Time and Place : TuTh 1:15-2:35; Physics P130
Instructor : Radu Laza
Office : Math Tower 4-121
Email : radu.laza@stonybrook.edu
Office Hours: Tue 2:45-3:45; Thr 11:30-12:30; by appointment
Grader Alexandra Viktorova
Textbook : David S. Dummitt and Richard M. Foote, Abstract algebra, 3rd ed.
We will cover roughly the following topics: Groups: normal subgroups, quotient groups, Lagrange's theorem, class formula, finite p-groups and solvable groups, Sylow's theorems, finitely generated abelian groups.

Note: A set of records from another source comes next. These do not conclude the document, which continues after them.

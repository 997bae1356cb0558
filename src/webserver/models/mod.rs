/// Model exports
pub mod responses;

pub use responses::*;
//! Raw transport to the node: one HTTP POST per JSON-RPC request
//!
//! The gateway only depends on the [`RpcTransport`] trait, so tests swap in
//! an in-memory node.
use super::types::RpcRequest;
use crate::config::RpcConfig;
use async_trait::async_trait;
use std::time::Duration;
use thiserror::Error;

/// The request never produced a JSON-RPC envelope
#[derive(Error, Debug, Clone, PartialEq)]
#[error("{0}")]
pub struct TransportError(pub String);

#[async_trait]
pub trait RpcTransport: Send + Sync {
    /// Send one request and return the raw response body
    async fn invoke(&self, request: &RpcRequest) -> Result<String, TransportError>;
}

/// HTTP transport with Basic-Auth, as spoken by Bitcoin Core
pub struct HttpTransport {
    client: reqwest::Client,
    endpoint: String,
    user: String,
    password: String,
}

impl HttpTransport {
    pub fn new(config: &RpcConfig) -> Result<Self, TransportError> {
        let client = reqwest::Client::builder()
            .timeout(Duration::from_millis(config.timeout_ms))
            .build()
            .map_err(|e| TransportError(format!("Failed to create HTTP client: {}", e)))?;

        Ok(Self {
            client,
            endpoint: config.endpoint(),
            user: config.user.clone(),
            password: config.password.clone(),
        })
    }

    pub fn endpoint(&self) -> &str {
        &self.endpoint
    }
}

#[async_trait]
impl RpcTransport for HttpTransport {
    async fn invoke(&self, request: &RpcRequest) -> Result<String, TransportError> {
        let response = self
            .client
            .post(&self.endpoint)
            .basic_auth(&self.user, Some(&self.password))
            .header("Content-Type", "application/json")
            .json(request)
            .send()
            .await
            .map_err(|e| {
                if e.is_timeout() {
                    TransportError(format!("Request timeout: {}", e))
                } else {
                    TransportError(format!("Request failed: {}", e))
                }
            })?;

        let status = response.status();
        let body = response
            .text()
            .await
            .map_err(|e| TransportError(format!("Failed to read response body: {}", e)))?;

        // The node reports RPC errors with HTTP 500/404 and a JSON envelope;
        // only a status without such a body is a transport fault (e.g. 401).
        if !status.is_success() && serde_json::from_str::<serde_json::Value>(&body).is_err() {
            return Err(TransportError(format!("HTTP status: {}", status)));
        }

        Ok(body)
    }
}
/// Plain-text log file output
///
/// Lines are appended without ANSI codes. The writer is buffered and flushed
/// explicitly on shutdown, or whenever an ERROR line is written.
use once_cell::sync::Lazy;
use parking_lot::Mutex;
use std::fs::{File, OpenOptions};
use std::io::{BufWriter, Write};
use std::path::Path;

static LOG_FILE: Lazy<Mutex<Option<BufWriter<File>>>> = Lazy::new(|| Mutex::new(None));

pub fn init_file_logging(path: &str) {
    if let Some(parent) = Path::new(path).parent() {
        if !parent.as_os_str().is_empty() {
            if let Err(e) = std::fs::create_dir_all(parent) {
                eprintln!("Failed to create log directory '{}': {}", parent.display(), e);
                return;
            }
        }
    }

    match OpenOptions::new().create(true).append(true).open(path) {
        Ok(file) => {
            *LOG_FILE.lock() = Some(BufWriter::new(file));
        }
        Err(e) => eprintln!("Failed to open log file '{}': {}", path, e),
    }
}

pub fn write_to_file(line: &str, force_flush: bool) {
    let mut guard = LOG_FILE.lock();
    if let Some(writer) = guard.as_mut() {
        if writeln!(writer, "{}", line).is_err() {
            return;
        }
        if force_flush {
            let _ = writer.flush();
        }
    }
}

pub fn flush_file_logging() {
    if let Some(writer) = LOG_FILE.lock().as_mut() {
        let _ = writer.flush();
    }
}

Rings and modules: subrings, fields, prime and maximal ideals, quotient rings, ID's, PID's, UFD's, polynomial rings, field of fractions, the Wedderburn theorem, Hilbert basis theorem, finitely generated modules over a PID. Vector spaces: basis, linear maps and matrices, dual spaces, determinants, eigenvalues and eigenvectors, inner products, spectral theorem for normal operators. (See also official course description)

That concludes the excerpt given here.